Epistasis Blog

From the Artificial Intelligence Innovation Lab at Cedars-Sinai Medical Center (www.epistasis.org)

Friday, July 22, 2011

Generating data with complex genotype-phenotype relationships

This is a new paper from my group on a novel approach for generating complex data for testing machine learning algorithms in human genetics. The interesting thing about this approach is that it can generate data with complex interaction patterns in the absence of a pre-defined model.

Himmelstein DS, Greene CS, Moore JH. Evolving hard problems: Generating human genetics datasets with a complex etiology. BioData Min. 2011 Jul 7;4(1):21. [PubMed]


BACKGROUND: A goal of human genetics is to discover genetic factors that influence individuals' susceptibility to common diseases. Most common diseases are thought to result from the joint failure of two or more interacting components instead of single component failures. This greatly complicates both the task of selecting informative genetic variants and the task of modeling interactions between them. We and others have previously developed algorithms to detect and model the relationships between these genetic factors and disease. Previously these methods have been evaluated with datasets simulated according to pre-defined genetic models.

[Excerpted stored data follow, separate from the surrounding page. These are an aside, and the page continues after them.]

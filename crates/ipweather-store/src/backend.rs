//! Record store trait and error types.
//!
//! This module defines the `RecordStore` capability used by the request
//! pipeline, and the `StoreConnector` that hands out one store per request.

use chrono::{DateTime, Utc};
use ipweather_core::{CacheEntry, DatabaseError, RequestLogEntry, ServiceError};
use thiserror::Error;

/// Errors that can occur during record store operations.
#[derive(Debug, Error)]
pub enum StoreError {
    /// Underlying database failure.
    #[error(transparent)]
    Database(#[from] DatabaseError),
}

impl StoreError {
    /// Create a serialization error for a malformed stored record.
    pub fn serialization(message: impl Into<String>) -> Self {
        Self::Database(DatabaseError::Serialization(message.into()))
    }
}

impl From<StoreError> for ServiceError {
    fn from(err: StoreError) -> Self {
        match err {
            StoreError::Database(e) => ServiceError::Database(e),
        }
    }
}

/// Result type for record store operations.
pub type StoreResult<T> = Result<T, StoreError>;

/// Persistence for request logs and per-IP cache entries.
///
/// Pure storage: no freshness or limit policy lives here.
///
/// Note: Implementations don't need to be Sync - the StoreClient wrapper handles
/// thread-safe access via Mutex.
pub trait RecordStore: Send {
    /// Append a request log entry.
    fn insert_log(&self, entry: &RequestLogEntry) -> StoreResult<()>;

    /// Get the cache entry for an IP, fresh or not.
    ///
    /// Returns `None` if the IP has never been cached.
    fn get_cache_entry(&self, ip: &str) -> StoreResult<Option<CacheEntry>>;

    /// Insert or replace the cache entry for `entry.ip`.
    fn upsert_cache_entry(&self, entry: &CacheEntry) -> StoreResult<()>;

    /// Count log entries for `ip` with a timestamp strictly after `since`.
    fn count_recent_logs(&self, ip: &str, since: DateTime<Utc>) -> StoreResult<u64>;
}

/// Opens record stores on demand.
///
/// The HTTP layer acquires one store per request and drops it when the
/// request completes, whatever the outcome.
pub trait StoreConnector: Send + Sync + 'static {
    type Store: RecordStore + 'static;

    /// Open a store handle.
    ///
    /// # Errors
    /// Returns `StoreError::Database` if the underlying database can't be opened.
    fn connect(&self) -> StoreResult<Self::Store>;
}
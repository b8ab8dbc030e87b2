//! Request pipeline: rate check, cache check, resolve, record.

use chrono::{DateTime, Utc};
use ipweather_core::{RequestLogEntry, ServiceError, WeatherResult};
use ipweather_providers::ProviderResolver;
use ipweather_store::{RecordStore, StoreClient};

use crate::cache::CacheManager;
use crate::rate_limit::RateLimiter;

/// Outcome of a request that produced weather.
#[derive(Debug, Clone, PartialEq, Eq)]
pub struct Resolution {
    pub result: WeatherResult,
    pub from_cache: bool,
}

/// Runs one request through the pipeline.
///
/// Steps run strictly in order. Every request that passes the rate check
/// writes exactly one log entry; a rejected request writes none.
#[derive(Debug, Clone)]
pub struct RequestOrchestrator {
    rate_limiter: RateLimiter,
    cache: CacheManager,
    resolver: ProviderResolver,
}

impl RequestOrchestrator {
    pub fn new(rate_limiter: RateLimiter, cache: CacheManager, resolver: ProviderResolver) -> Self {
        Self {
            rate_limiter,
            cache,
            resolver,
        }
    }

    /// Handle a request from `ip` at `now` against `store`.
    ///
    /// Store failures abort the request with `ServiceError::Database`.
    pub async fn handle<S: RecordStore + 'static>(
        &self,
        store: &StoreClient<S>,
        ip: &str,
        now: DateTime<Utc>,
    ) -> Result<Resolution, ServiceError> {
        if self.rate_limiter.is_rate_limited(store, ip, now).await? {
            return Err(ServiceError::RateLimitExceeded);
        }

        if let Some(result) = self.cache.get_cache(store, ip, now).await? {
            tracing::info!("Cache hit for {}", ip);
            store
                .insert_log(RequestLogEntry::cache_hit(ip, now, result.clone()))
                .await?;
            return Ok(Resolution {
                result,
                from_cache: true,
            });
        }

        match self.resolver.resolve(ip).await {
            Some(result) => {
                self.cache.update_cache(store, ip, now, result.clone()).await?;
                store
                    .insert_log(RequestLogEntry::fresh(ip, now, result.clone()))
                    .await?;
                Ok(Resolution {
                    result,
                    from_cache: false,
                })
            }
            None => {
                store.insert_log(RequestLogEntry::failure(ip, now)).await?;
                Err(ServiceError::UpstreamUnavailable)
            }
        }
    }
}
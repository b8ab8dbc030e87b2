pub mod config;
pub mod error;
pub mod model;

pub use config::{
    CacheConfig, Config, FallbackConfig, AmapConfig, ProvidersConfig, RateLimitConfig,
    ServerConfig, StoreConfig, ValidationResult,
};
pub use error::{
    ConfigError, DatabaseError, NetworkError, ReqwestErrorExt, RusqliteErrorExt, ServiceError,
};
pub use model::{window_start, CacheEntry, RequestLogEntry, WeatherResult, FAILED_BOTH_SOURCES};

use anyhow::Result;

/// Initialize logging for the service
pub fn init() -> Result<()> {
    // Initialize tracing/logging
    tracing_subscriber::fmt()
        .with_env_filter(
            tracing_subscriber::EnvFilter::try_from_default_env()
                .unwrap_or_else(|_| tracing_subscriber::EnvFilter::new("info")),
        )
        .try_init()
        .map_err(|e| anyhow::anyhow!("Failed to install tracing subscriber: {}", e))?;

    tracing::info!("IpWeather core initialized");
    Ok(())
}
//! HTTP boundary: `GET /weather` over warp.

use std::convert::Infallible;
use std::future::Future;
use std::net::SocketAddr;
use std::sync::Arc;

use chrono::Utc;
use ipweather_core::ServiceError;
use ipweather_store::{StoreClient, StoreConnector};
use serde::Serialize;
use warp::http::StatusCode;
use warp::reply::{Json, WithStatus};
use warp::Filter;

use crate::client_ip::extract_client_ip;
use crate::orchestrator::{RequestOrchestrator, Resolution};

#[derive(Debug, Serialize)]
struct ErrorBody {
    error: &'static str,
}

/// Everything a request handler needs, shared across connections.
pub struct AppState<C> {
    orchestrator: RequestOrchestrator,
    connector: Arc<C>,
}

impl<C: StoreConnector> AppState<C> {
    pub fn new(orchestrator: RequestOrchestrator, connector: Arc<C>) -> Self {
        Self {
            orchestrator,
            connector,
        }
    }

    /// Open this request's store connection and run the pipeline on it.
    ///
    /// The connection is dropped when this returns, whatever the outcome.
    pub async fn process(&self, ip: &str) -> Result<Resolution, ServiceError> {
        let store = StoreClient::connect(Arc::clone(&self.connector)).await?;
        self.orchestrator.handle(&store, ip, Utc::now()).await
    }
}

/// The `GET /weather` route.
pub fn routes<C: StoreConnector>(
    state: Arc<AppState<C>>,
) -> impl Filter<Extract = (WithStatus<Json>,), Error = warp::Rejection> + Clone {
    let state = warp::any().map(move || Arc::clone(&state));

    warp::get()
        .and(warp::path("weather"))
        .and(warp::path::end())
        .and(warp::header::optional::<String>("x-forwarded-for"))
        .and(warp::header::optional::<String>("x-real-ip"))
        .and(warp::addr::remote())
        .and(state)
        .and_then(weather_handler::<C>)
}

async fn weather_handler<C: StoreConnector>(
    forwarded_for: Option<String>,
    real_ip: Option<String>,
    peer: Option<SocketAddr>,
    state: Arc<AppState<C>>,
) -> Result<WithStatus<Json>, Infallible> {
    let Some(ip) = extract_client_ip(forwarded_for.as_deref(), real_ip.as_deref(), peer) else {
        tracing::warn!("Rejecting request with no usable client address");
        return Ok(error_reply(&ServiceError::InvalidClient));
    };

    tracing::info!("Received request from {}", ip);

    let reply = match state.process(&ip).await {
        Ok(resolution) => warp::reply::with_status(warp::reply::json(&resolution.result), StatusCode::OK),
        Err(e) => {
            if let ServiceError::Database(ref db) = e {
                tracing::error!("Store failure while serving {}: {}", ip, db);
            }
            error_reply(&e)
        }
    };
    Ok(reply)
}

fn error_reply(err: &ServiceError) -> WithStatus<Json> {
    let status = StatusCode::from_u16(err.status_code()).unwrap_or(StatusCode::INTERNAL_SERVER_ERROR);
    warp::reply::with_status(
        warp::reply::json(&ErrorBody {
            error: err.user_message(),
        }),
        status,
    )
}

/// Serve until `shutdown` resolves.
pub async fn serve<C, F>(state: AppState<C>, addr: SocketAddr, shutdown: F) -> Result<(), warp::Error>
where
    C: StoreConnector,
    F: Future<Output = ()> + Send + 'static,
{
    let (bound, server) =
        warp::serve(routes(Arc::new(state))).try_bind_with_graceful_shutdown(addr, shutdown)?;
    tracing::info!("Listening on http://{}", bound);
    server.await;
    tracing::info!("Server stopped");
    Ok(())
}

RESULTS: Here we develop and evaluate a model free evolution strategy to generate datasets which display a complex relationship between individual genotype and disease susceptibility. We show that this model free approach is capable of generating a diverse array of datasets with distinct gene-disease relationships for an arbitrary interaction order and sample size. We specifically generate eight-hundred pareto fronts; one for each independent run of our algorithm. In each run the predictiveness of single genetic variation and pairs of genetic variants have been minimized, while the predictiveness of third, fourth, or fifth order combinations is maximized. Two hundred runs of the algorithm are further dedicated to creating datasets with predictive four or five order interactions and minimized lower-level effects.

CONCLUSIONS: This method and the resulting datasets will allow the capabilities of novel methods to be tested without pre-specified genetic models. This allows researchers to evaluate which methods will succeed on human genetics problems where the model is not known in advance. We further make freely available to the community the entire pareto-optimal front of datasets from each run so that novel methods may be rigorously evaluated. These 76,600 datasets are available from http://discovery.dartmouth.edu/model free data/.

Tuesday, July 19, 2011

Powerful SNP-set analysis for case-control genome-wide association studies

Moving in the right direction!

Wu MC, Kraft P, Epstein MP, Taylor DM, Chanock SJ, Hunter DJ, Lin X. Powerful SNP-set analysis for case-control genome-wide association studies. Am J Hum Genet. 2010 Jun 11;86(6):929-42. [PubMed]


GWAS have emerged as popular tools for identifying genetic variants that are associated with disease risk. Standard analysis of a case-control GWAS involves assessing the association between each individual genotyped SNP and disease risk. However, this approach suffers from limited reproducibility and difficulties in detecting multi-SNP and epistatic effects. As an alternative analytical strategy, we propose grouping SNPs together into SNP sets on the basis of proximity to genomic features such as genes or haplotype blocks, then testing the joint effect of each SNP set. Testing of each SNP set proceeds via the logistic kernel-machine-based test, which is based on a statistical framework that allows for flexible modeling of epistatic and nonlinear SNP effects. This flexibility and the ability to naturally adjust for covariate effects are important features of our test that make it appealing in comparison to individual SNP tests and existing multimarker tests. Using simulated data based on the International HapMap Project, we show that SNP-set testing can have improved power over standard individual-SNP analysis under a wide range of settings. In particular, we find that our approach has higher power than individual-SNP analysis when the median correlation between the disease-susceptibility variant and the genotyped SNPs is moderate to high. When the correlation is low, both individual-SNP analysis and the SNP-set analysis tend to have low power. We apply SNP-set analysis to analyze the Cancer Genetic Markers of Susceptibility (CGEMS) breast cancer GWAS discovery-phase data.